Genetic testing is what finally brought the case of Michelle Marie Martinko in court. Jerry Lynn Burns (66) was found guilty of Michelle’s 1979 murder based on genetic testing of DNA. He is awaiting his sentencing hearing. It will be the mandatory life sentence.
In the meantime, his attorney, Leon Spies, is working on the appeals. You can read the motion here.
Spies argues in a motion that he wants a new trial for his client. He is preserving all his objections raised during trial in this motion. Of course, the prosecution will resist the defense’s motion. No firm deadlines have been set yet.
I want to highlight the following:
- proportionality: Spies argues that the weight of the evidence used to find Burns guilty of first degree murder is questionable. “The evidence and inferences arising from the evidence, even viewed in the light most favorable to the prosecution, were insufficient to warrant a rational trier of fact finding the Defendant guilty of murder in the first degree.” In other words, finding Burns’ DNA alone is not enough for a first degree verdict implying that the DNA should have bolstered the other evidence in the case and Spies here indicates, there wasn’t enough evidence.
- violation of the privilege against self-incrimination: Spies says that statements Burns made at the time of his arrest should not have been used in court.
- violation of the Fourth and Fourteenth Amendment: “the court erred in rejecting the Defendant’s claim that the searches and seizures leading to the discovery of his DNA profile and that of his family violated his rights to be free from unreasonable searches and seizures, as guaranteed by Fourth and Fourteenth Amendments to the United States Constitution and Article I, Section 8 of the Constitution of the State of Iowa.”
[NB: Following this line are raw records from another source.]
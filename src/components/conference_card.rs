//! Conference Card Component
//!
//! Displays a single flattened conference record.

use leptos::*;

use crate::state::global::ConferenceView;

/// Conference card component
///
/// Image, title, location subtitle, description, and a footer with the
/// start and end dates as calendar dates. The image is emitted even when
/// the location has no picture URL; there is no fallback image.
#[component]
pub fn ConferenceCard(conference: ConferenceView) -> impl IntoView {
    view! {
        <div class="bg-gray-800 rounded-xl shadow overflow-hidden border border-gray-700 hover:border-gray-600 transition-colors">
            <img src=conference.location.picture_url.clone() alt="" class="w-full h-40 object-cover" />

            <div class="p-4">
                <h5 class="text-lg font-semibold">{conference.name.clone()}</h5>
                <h6 class="text-sm text-gray-400 mb-2">{conference.location.name.clone()}</h6>
                <p class="text-gray-300 text-sm">{conference.description.clone()}</p>
            </div>

            <div class="px-4 py-3 bg-gray-700/50 border-t border-gray-700 text-sm text-gray-300">
                {conference.starts_label()} " - " {conference.ends_label()}
            </div>
        </div>
    }
}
The use of genetic testing is not without controversy. You can read here how they got Burns’ DNA. The gathering of discarded materials for DNA testing by the authorities has been debated before. On the one hand, of course we want to solve crimes. However, is this a form of privacy violation? In case of picking up discarded materials, the legal answer is no. The abandonment doctrine means there is no expectation of privacy in abandoned materials.
But can the authorities use just any ancestry database that they want? How well is your privacy protected against such searches? Do you automatically give up a certain part of privacy when you enter your DNA in an ancestry database? And, can it backfire?
What Spies might be attempting to do is to force the courts to take a position on genetic testing, in other words can it withstand the Daubert standard, i.e. prove that the method is in general accepted by the scientific community. I wrote about that here.
When you enter your DNA in a database you expose your whole bloodline to a potential police investigation. I have seen people disagree with this. “You do not expose a whole family but only the ones with a DNA match.” But this is wrong.
Unless a criminal’s DNA is already in those commercial databases any result will always be a partial match. And that exposes many people related to the criminal to police investigations based on just a partial match.
Absent federal regulations, it may be up to the courts to strike a fair balance.
I will post more about the appeals procedure as it progresses.